To evaluate the specificity of targeting in a 3D environment, PDT with DARPin-IRDye 700DX conjugates was evaluated in a 3D co-culture model of cytoplasmically stained OVCAR-3 and C5120 fibroblasts (with low EpCAM expression [46]), in Matrigel. Co-cultures were imaged with confocal microscopy (Figure S8), and cell viability was quantified for each cell type (Figure 4D). Cell viability of both cell lines was unaffected with illumination only or when treated with Off7-IRDye 700DX. At 20 and 100 nM, Ec1 conjugates significantly decreased cell viability of OVCAR-3 cells to 47 ± 10% and 15 ± 7.4%, respectively. A statistically non-significant decrease in cell viability from 83 ± 5.9% (non-treated) to 70 ± 4.7% was observed for the C5120 cells at 100 nM Ec1-IRDye 700DX.

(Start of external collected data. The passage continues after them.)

use chrono::{DateTime, Utc};
use serde::Serialize;
use std::sync::Arc;
use tracing::{debug, error, info, instrument, warn};
use zsnap_agent::{AgentError, TransferRequest};

use super::resolver::{marker_order, ReplicationResolver};
use super::{ReplicationPair, ReplicationState};
use crate::config::Config;
use crate::constants::properties;
use crate::errors::{FailureKind, ItemFailure, ZsnapError};
use crate::inventory::{Inventory, Snapshot};
use crate::naming;
use crate::storage::Storage;

#[derive(Debug, Clone, Default, Serialize)]
pub struct ReplicationReport {
    pub source: String,
    pub destination: String,
    /// Marker the incremental stream started from; `None` for a full transfer
    pub basis: Option<String>,
    /// Marker created and transferred by this run
    pub marker: String,
    pub pruned: Vec<String>,
    pub prune_failures: Vec<ItemFailure>,
}

pub struct ReplicationEngine<S> {
    config: Arc<Config>,
    storage: Arc<S>,
}

impl<S: Storage> ReplicationEngine<S> {
    pub fn new(config: Arc<Config>, storage: Arc<S>) -> Self {
        Self { config, storage }
    }

    /// Validates the pair against the configured replication roots.
    pub fn pair(&self, source: &str, destination: &str) -> Result<ReplicationPair, ZsnapError> {
        ReplicationPair::new(source, destination, &self.config.replication.roots)
    }

    pub async fn resolve(
        &self,
        source: &str,
        destination: &str,
    ) -> Result<(ReplicationPair, ReplicationState), ZsnapError> {
        let pair = self.pair(source, destination)?;
        let state = ReplicationResolver::new(self.storage.as_ref())
            .resolve(&pair)
            .await?;
        Ok((pair, state))
    }

    /// First full transfer. Only legal while the destination does not exist.
    #[instrument(skip(self, now))]
    pub async fn init_replicate(
        &self,
        source: &str,
        destination: &str,
        now: DateTime<Utc>,
    ) -> Result<ReplicationReport, ZsnapError> {
        let (pair, state) = self.resolve(source, destination).await?;

        if state != ReplicationState::Uninitialized {
            return Err(ZsnapError::AlreadyInitialized {
                destination: pair.destination,
            });
        }

        let marker = self.create_marker(&pair, now).await?;
        let request = TransferRequest {
            base: None,
            snapshot: format!("{}@{}", pair.source, marker),
            target: pair.destination.clone(),
            flags: self.config.transfer_flags(),
        };

        self.transfer(&request).await?;
        self.enforce_destination_invariant(&request).await?;

        let mut report = ReplicationReport {
            source: pair.source.clone(),
            destination: pair.destination.clone(),
            basis: None,
            marker,
            ..Default::default()
        };

        // Earlier aborted attempts leave markers behind on the source
        self.prune_superseded_markers(&pair, &mut report).await;

        info!(
            "Initial replication {} -> {} complete at {}",
            report.source, report.destination, report.marker
        );
        Ok(report)
    }

    /// Incremental transfer from the latest common marker to a fresh one.
    ///
    /// A failed transfer keeps the new source marker; the next run resolves the same
    /// basis again and sends everything after it, intermediates included.
    #[instrument(skip(self, now))]
    pub async fn incremental_replicate(
        &self,
        source: &str,
        destination: &str,
        now: DateTime<Utc>,
    ) -> Result<ReplicationReport, ZsnapError> {
        let (pair, state) = self.resolve(source, destination).await?;

        let basis = match state {
            ReplicationState::SyncedAt(basis) => basis,
            ReplicationState::Uninitialized => {
                return Err(ZsnapError::NotInitialized {
                    destination: pair.destination,
                })
            }
            ReplicationState::Diverged => {
                error!("No previous matching snaps available - you may need to restart repl");
                return Err(ZsnapError::DivergedState {
                    source_path: pair.source,
                    destination: pair.destination,
                });
            }
        };

        let marker = self.create_marker(&pair, now).await?;
        let request = TransferRequest {
            base: Some(basis.full_name()),
            snapshot: format!("{}@{}", pair.source, marker),
            target: pair.destination.clone(),
            flags: self.config.transfer_flags(),
        };

        self.transfer(&request).await?;
        self.enforce_destination_invariant(&request).await?;

        let mut report = ReplicationReport {
            source: pair.source.clone(),
            destination: pair.destination.clone(),
            basis: Some(basis.label),
            marker,
            ..Default::default()
        };

        self.prune_superseded_markers(&pair, &mut report).await;

        info!(
            "Incremental replication {} -> {} complete at {}",
            report.source, report.destination, report.marker
        );
        Ok(report)
    }

    async fn create_marker(
        &self,
        pair: &ReplicationPair,
        now: DateTime<Utc>,
    ) -> Result<String, ZsnapError> {
        let marker = naming::marker_label(now);
        self.storage
            .create_snapshot(&pair.source, &marker, self.config.transfer.recursive)
            .await
            .map_err(|e| {
                ZsnapError::storage("create marker", format!("{}@{}", pair.source, marker), e)
            })?;
        Ok(marker)
    }

    async fn transfer(&self, request: &TransferRequest) -> Result<(), ZsnapError> {
        self.storage.transfer(request).await.map_err(|e| {
            warn!(
                "Transfer of {} failed, keeping the marker for the next run",
                request.snapshot
            );
            ZsnapError::Transfer {
                snapshot: request.snapshot.clone(),
                destination: request.target.clone(),
                source: e,
            }
        })
    }

    /// Destination ends up read-only and unmounted, whatever the receive did.
    async fn enforce_destination_invariant(&self, request: &TransferRequest) -> Result<(), ZsnapError> {
        let destination = request.target.as_str();
        let inventory = Inventory::new(self.storage.as_ref());

        if inventory.dataset(destination).await?.is_none() {
            if self.config.dry_run {
                debug!("dryrun: {} not received, nothing to lock down", destination);
                return Ok(());
            }
            return Err(ZsnapError::Transfer {
                snapshot: request.snapshot.clone(),
                destination: destination.to_string(),
                source: AgentError::DatasetNotFound(destination.to_string()),
            });
        }

        self.storage
            .set_property(destination, properties::READONLY, properties::ON)
            .await
            .map_err(|e| ZsnapError::storage("set readonly", destination, e))?;

        // Children before parents
        let datasets = inventory.list_datasets(&[destination.to_string()]).await?;
        for dataset in datasets.iter().rev().filter(|d| d.mounted) {
            self.storage
                .unmount(&dataset.name)
                .await
                .map_err(|e| ZsnapError::storage("unmount", dataset.name.as_str(), e))?;
        }

        debug!("{} is read-only and unmounted", destination);
        Ok(())
    }

    /// Removes markers older than the one just transferred on both sides.
    ///
    /// Failures are reported but never fail a replication that already succeeded.
    async fn prune_superseded_markers(&self, pair: &ReplicationPair, report: &mut ReplicationReport) {
        if !self.config.replication.prune_superseded_markers {
            return;
        }

        let current = Snapshot {
            dataset: pair.source.clone(),
            label: report.marker.clone(),
            created_at: DateTime::<Utc>::default(),
            kind: naming::classify(&report.marker),
        };

        let inventory = Inventory::new(self.storage.as_ref());
        for dataset in [&pair.source, &pair.destination] {
            let snapshots = match inventory.snapshots(dataset).await {
                Ok(snapshots) => snapshots,
                // Only reachable in dry run, where nothing was received
                Err(ZsnapError::Inventory { ref source, .. }) if source.is_not_found() => {
                    debug!("{} does not exist, no markers to prune", dataset);
                    continue;
                }
                Err(e) => {
                    warn!("Could not list markers of {} for pruning: {}", dataset, e);
                    report.prune_failures.push(ItemFailure {
                        target: dataset.to_string(),
                        kind: FailureKind::Failed,
                        reason: e.to_string(),
                    });
                    continue;
                }
            };

            let superseded = snapshots
                .iter()
                .filter(|s| s.is_marker() && marker_order(s, &current).is_lt());

            for snapshot in superseded {
                let name = snapshot.full_name();
                match self
                    .storage
                    .destroy_snapshot(&snapshot.dataset, &snapshot.label, self.config.transfer.recursive)
                    .await
                {
                    Ok(()) => report.pruned.push(name),
                    Err(e) => {
                        warn!("Failed to remove superseded marker {}: {}", name, e);
                        report.prune_failures.push(ItemFailure::from_agent(name, &e));
                    }
                }
            }
        }
    }
}

impl<S> Clone for ReplicationEngine<S> {
    fn clone(&self) -> Self {
        Self {
            config: self.config.clone(),
            storage: self.storage.clone(),
        }
    }
}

2.5. Tumor Targeting and Activity in OV90 Subcutaneous Xenografts

To assess the tumor-targeting capacity of the DARPins in vivo, we visualized fluorescent signal derived from the IRDye 700DX in the tumor and organs at 4 h after intravenous injection of either 2 or 4 nmol of the constructs into mice bearing OV90 subcutaneous xenografts (Figure 5). For both Ec1 and Ac2, tumor uptake was higher at 4 nmol than at 2 nmol, while hardly any signal was detected for Off7. No uptake was found in muscle or heart tissue, while renal uptake was very high. Furthermore, some targeting to the lung, liver and spleen was observed. Though tumor targeting was observed by fluorescence imaging, injection of 4 nmol of the conjugates and illumination with 150 J/cm2 690 nm light did not lead to changes in tissue morphology of the tumor, cleaved caspase-3 or γH2A.X expression at 24 h after illumination (150 J/cm2 at 170 mW/cm2), when compared to the non-illuminated tumor on the other flank (Figure S9). Notably, there were also no signs of aspecific phototoxicity or acute burning of tissue.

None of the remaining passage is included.